The state of Texas is one of 13 states with trigger laws.

However, Texas also has a pre-Roe law that was never repealed, meaning it is technically in effect today due to Roe’s overturn.

“As our pre-Roe statutes come back into force and the Trigger Act goes into effect in Texas sometime in the near future, none of these statutes penalize pregnant women who seek or obtain an abortion,” said a senior legislative staffer with Texas Right to Life Rebekah Parma.

What is a pre-Roe law anyway?

Article 1191, also known as the zombie law, was contentious.

It has not been enforced for five decades; However, it’s still in the books.

“This law makes it a crime, a felony, for any person to give a drug or medical device to a pregnant person to induce an abortion,” said Seth Chandler, a law professor at the University of Houston.

Since Roe was repealed, it now makes the decades-old law technically enforceable.

“There’s a legal question about enforcing a law that hasn’t been enforced in fifty years, that you can’t find it if you try to find it when your readers try to find it online,” he said he shopkeeper.

Attorney General Ken Paxton took a stand. In a statement Friday, he said some prosecutors may choose to pursue abortion prosecutions immediately because the pre-Roe law was never repealed by the Texas legislature.

“There is no exception for rape or incest. Unfortunately, Texas leads the nation in having the strictest laws that allow women to make decisions about their own bodies,” said State Senator Carol Alvarado.

The Supreme Court has decided to no longer regulate abortion, meaning states like ours are free to make their own rules.

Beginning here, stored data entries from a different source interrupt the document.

impl Engine {
    /// Create an engine reading the system clock.
    pub fn new(
        store: Arc<dyn DocumentStore>,
        catalog: Arc<dyn CatalogSource>,
        limits: Limits,
    ) -> Self {
        Self {
            store,
            catalog,
            limits,
            clock: Arc::new(SystemClock),
        }
    }

    /// Builder-style method to replace the clock.
    pub fn with_clock(mut self, clock: Arc<dyn Clock>) -> Self {
        self.clock = clock;
        self
    }

    pub fn limits(&self) -> &Limits {
        &self.limits
    }

    /// Current catalog.
    pub fn catalog(&self) -> Result<Arc<Catalog>> {
        self.catalog.catalog()
    }

    /// Force the next operation to reload the catalog.
    pub fn invalidate_catalog(&self) {
        self.catalog.invalidate();
    }

    // ========================================================================
    // Records
    // ========================================================================

    /// Create a record. The id is generated when the body has none.
    pub fn create_record(&self, entity_type: &str, body: &Value) -> Result<Entry> {
        let catalog = self.catalog()?;
        let record = self.insert_record(&catalog, entity_type, body)?;
        self.render_entry(&catalog, record, &Select::All, &Expand::default())
    }

    fn insert_record(&self, catalog: &Catalog, entity_type: &str, body: &Value) -> Result<Record> {
        let definition = catalog.entity_type(entity_type)?;
        let now = self.clock.now();
        let validated =
            Validator::new(catalog, &self.limits, now).validate_body(definition, body, Mode::Full)?;
        update::check_field_count(&validated.fields, &self.limits)?;

        if let Some(limit) = self.limits.max_records_per_entity_type {
            if self.store.count(entity_type)? >= limit {
                return Err(Error::RecordLimit {
                    entity_type: entity_type.to_string(),
                    limit,
                });
            }
        }

        let id = validated
            .id
            .unwrap_or_else(|| uuid::Uuid::new_v4().simple().to_string());
        let record = Record::new(id, entity_type, validated.fields, now);
        self.store.insert(record.clone())?;

        tracing::debug!(
            entity_type = %record.entity_type,
            id = %record.id,
            "record created"
        );
        Ok(record)
    }

    /// Replace every field of a record.
    pub fn replace_record(
        &self,
        entity_type: &str,
        id: &str,
        body: &Value,
        precondition: &Precondition,
    ) -> Result<VersionTag> {
        self.mutate(entity_type, id, body, precondition, UpdateMode::Replace)
    }

    /// Merge a partial body into a record.
    pub fn merge_record(
        &self,
        entity_type: &str,
        id: &str,
        body: &Value,
        precondition: &Precondition,
    ) -> Result<VersionTag> {
        self.mutate(entity_type, id, body, precondition, UpdateMode::Merge)
    }

    fn mutate(
        &self,
        entity_type: &str,
        id: &str,
        body: &Value,
        precondition: &Precondition,
        mode: UpdateMode,
    ) -> Result<VersionTag> {
        let catalog = self.catalog()?;
        let definition = catalog.entity_type(entity_type)?;
        let stored = self.fetch(entity_type, id)?;
        self.check_precondition(precondition, &stored)?;

        let now = self.clock.now();
        let validator = Validator::new(&catalog, &self.limits, now);
        let validated = validator.validate_body(definition, body, mode.validation_mode())?;
        let mut next = update::apply(&stored, mode, validated.fields, now, &self.limits)?;
        if mode == UpdateMode::Merge {
            validator.complete_nested(definition, &mut next.fields)?;
        }
        let tag = next.tag();
        self.store.compare_and_swap(next, stored.version)?;

        tracing::debug!(
            entity_type,
            id,
            ?mode,
            version = tag.version,
            "record updated"
        );
        Ok(tag)
    }

    /// Delete a record and the links it holds.
    pub fn delete_record(
        &self,
        entity_type: &str,
        id: &str,
        precondition: &Precondition,
    ) -> Result<()> {
        let catalog = self.catalog()?;
        catalog.entity_type(entity_type)?;
        let stored = self.fetch(entity_type, id)?;
        self.check_precondition(precondition, &stored)?;

        let key = RecordKey::from(&stored);
        let links = self.store.links_of(&key)?;
        for navigation in catalog.navigations(entity_type) {
            if navigation.source.multiplicity == Multiplicity::Many
                && links
                    .iter()
                    .any(|other| other.entity_type == navigation.target_type())
            {
                return Err(Error::LinkedRecord(stored.id));
            }
        }

        self.store.remove(entity_type, id, stored.version)?;
        tracing::debug!(entity_type, id, "record deleted");
        Ok(())
    }

    /// Fetch one record with `$select` and `$expand` applied.
    pub fn get_record(&self, entity_type: &str, id: &str, options: &QueryOptions) -> Result<Entry> {
        let catalog = self.catalog()?;
        let query = RecordQuery::parse(options, &catalog, entity_type, &self.limits)?;
        let record = self.fetch(entity_type, id)?;
        self.render_entry(&catalog, record, &query.select, &query.expand)
    }

    /// List the records of an entity type.
    pub fn list_records(&self, entity_type: &str, options: &QueryOptions) -> Result<Page> {
        let catalog = self.catalog()?;
        self.list_where(&catalog, entity_type, options, None)
    }

    fn list_where(
        &self,
        catalog: &Catalog,
        entity_type: &str,
        options: &QueryOptions,
        restrict: Option<&HashSet<RecordId>>,
    ) -> Result<Page> {
        let query = ListQuery::parse(options, catalog, entity_type, &self.limits)?;
        let matched = self.store.scan(entity_type, &|record| {
            restrict.map_or(true, |ids| ids.contains(&record.id)) && query.matches(record)
        })?;
        let (page, total) = query.page(matched);

        tracing::debug!(entity_type, total, returned = page.len(), "records listed");

        let entries = page
            .into_iter()
            .map(|record| self.render_entry(catalog, record, &query.select, &query.expand))
            .collect::<Result<Vec<_>>>()?;
        Ok(Page {
            entries,
            count: (query.inlinecount == InlineCount::AllPages).then_some(total),
        })
    }

    // ========================================================================
    // Links
    // ========================================================================

    /// Link a record to a record of the navigation's target type.
    pub fn create_link(
        &self,
        entity_type: &str,
        id: &str,
        navigation: &str,
        target_id: &str,
    ) -> Result<()> {
        let catalog = self.catalog()?;
        let nav = resolve_navigation(&catalog, entity_type, navigation)?;
        let source = RecordKey::from(&self.fetch(entity_type, id)?);
        let target = RecordKey::from(&self.fetch(nav.target_type(), target_id)?);

        let source_links = self.links_to(&source, nav.target_type())?;
        let target_links = self.links_to(&target, entity_type)?;
        let pair = format!("{} -> {}", source, target);

        if source_links.contains(&target) {
            return Err(Error::LinkAlreadyExists(pair));
        }
        if nav.target.multiplicity.is_single() && !source_links.is_empty() {
            return Err(Error::Multiplicity(format!(
                "{} already links a {}",
                source,
                nav.target_type()
            )));
        }
        if nav.source.multiplicity.is_single() && !target_links.is_empty() {
            return Err(Error::Multiplicity(format!(
                "{} already links a {}",
                target, entity_type
            )));
        }
        if nav.is_many_to_many() {
            let limit = self.limits.max_links_per_record;
            for (key, links) in [(&source, &source_links), (&target, &target_links)] {
                if links.len() >= limit {
                    return Err(Error::LinkLimit {
                        id: key.id.clone(),
                        limit,
                    });
                }
            }
        }

        if !self.store.add_link(&source, &target)? {
            return Err(Error::LinkAlreadyExists(pair));
        }
        tracing::debug!(%source, %target, "link created");
        Ok(())
    }

    /// Remove a link.
    pub fn delete_link(
        &self,
        entity_type: &str,
        id: &str,
        navigation: &str,
        target_id: &str,
    ) -> Result<()> {
        let catalog = self.catalog()?;
        let nav = resolve_navigation(&catalog, entity_type, navigation)?;
        let source = RecordKey::from(&self.fetch(entity_type, id)?);
        let target = RecordKey::new(nav.target_type(), target_id);

        if !self.store.remove_link(&source, &target)? {
            return Err(Error::LinkNotFound(format!("{} -> {}", source, target)));
        }
        tracing::debug!(%source, %target, "link deleted");
        Ok(())
    }

    /// Ids of the records linked through a navigation property.
    pub fn list_links(&self, entity_type: &str, id: &str, navigation: &str) -> Result<Vec<RecordId>> {
        let catalog = self.catalog()?;
        let nav = resolve_navigation(&catalog, entity_type, navigation)?;
        let source = RecordKey::from(&self.fetch(entity_type, id)?);
        Ok(self
            .links_to(&source, nav.target_type())?
            .into_iter()
            .map(|key| key.id)
            .collect())
    }

    /// Create a record of the navigation's target type already linked to
    /// the source record. Nothing is left behind if linking fails.
    pub fn create_via_navigation(
        &self,
        entity_type: &str,
        id: &str,
        navigation: &str,
        body: &Value,
    ) -> Result<Entry> {
        let catalog = self.catalog()?;
        let nav = resolve_navigation(&catalog, entity_type, navigation)?;
        let target_type = nav.target_type().to_string();
        self.fetch(entity_type, id)?;

        let created = self.insert_record(&catalog, &target_type, body)?;
        if let Err(err) = self.create_link(entity_type, id, navigation, &created.id) {
            self.store
                .remove(&created.entity_type, &created.id, created.version)?;
            tracing::debug!(
                entity_type = %target_type,
                id = %created.id,
                "created record rolled back"
            );
            return Err(err);
        }
        self.render_entry(&catalog, created, &Select::All, &Expand::default())
    }

    /// List the records linked through a navigation property.
    pub fn list_related(
        &self,
        entity_type: &str,
        id: &str,
        navigation: &str,
        options: &QueryOptions,
    ) -> Result<Page> {
        let catalog = self.catalog()?;
        let nav = resolve_navigation(&catalog, entity_type, navigation)?;
        let target_type = nav.target_type().to_string();
        let source = RecordKey::from(&self.fetch(entity_type, id)?);

        let ids: HashSet<RecordId> = self
            .links_to(&source, &target_type)?
            .into_iter()
            .map(|key| key.id)
            .collect();
        self.list_where(&catalog, &target_type, options, Some(&ids))
    }

    // ========================================================================
    // Helpers
    // ========================================================================

    fn fetch(&self, entity_type: &str, id: &str) -> Result<Record> {
        self.store
            .get(entity_type, id)?
            .ok_or_else(|| Error::RecordNotFound {
                entity_type: entity_type.to_string(),
                id: id.to_string(),
            })
    }

    fn check_precondition(&self, precondition: &Precondition, stored: &Record) -> Result<()> {
        precondition.check(&stored.tag()).inspect_err(|err| {
            tracing::warn!(
                entity_type = %stored.entity_type,
                id = %stored.id,
                "precondition rejected: {}",
                err
            );
        })
    }

    fn links_to(&self, key: &RecordKey, entity_type: &str) -> Result<Vec<RecordKey>> {
        Ok(self
            .store
            .links_of(key)?
            .into_iter()
            .filter(|other| other.entity_type == entity_type)
            .collect())
    }

    fn render_entry(
        &self,
        catalog: &Catalog,
        record: Record,
        select: &Select,
        expand: &Expand,
    ) -> Result<Entry> {
        let key = RecordKey::from(&record);
        let mut body = select.apply(record.to_json());
        body.insert(METADATA_FIELD.into(), metadata(&record));

        for nav in catalog.navigations(&record.entity_type) {
            let name = nav.name();
            let value = if expand.contains(&name) {
                self.expanded(&key, &nav)?
            } else {
                json!({ "__deferred": { "uri": format!("{}/{}", key, name) } })
            };
            body.insert(name, value);
        }
        Ok(Entry { record, body })
    }

    fn expanded(&self, key: &RecordKey, nav: &Navigation<'_>) -> Result<Value> {
        let mut related = Vec::new();
        for other in self.links_to(key, nav.target_type())? {
            if let Some(record) = self.store.get(&other.entity_type, &other.id)? {
                let mut body = record.to_json();
                body.insert(METADATA_FIELD.into(), metadata(&record));
                related.push(Value::Object(body));
            }
        }
        Ok(if nav.target.multiplicity.is_single() {
            related.into_iter().next().unwrap_or(Value::Null)
        } else {
            Value::Array(related)
        })
    }
}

“It’s a moment we’ve been working towards in the pro-life movement for 50 years since Roe was adopted,” said Rebecca Parma, Senior Legislative Associate at Texas Right For Life. “In our view, this moment is historic, but not the end of a story. It’s just the end of a chapter.”

The bottom line is that there are still many discussions to be had, as well as consequences for women who decide to seek care in another federal state.

All questions that come up about the abortion rule.

For updates on this story, follow Daniela Hurtado on Facebook, Twitter and Instagram.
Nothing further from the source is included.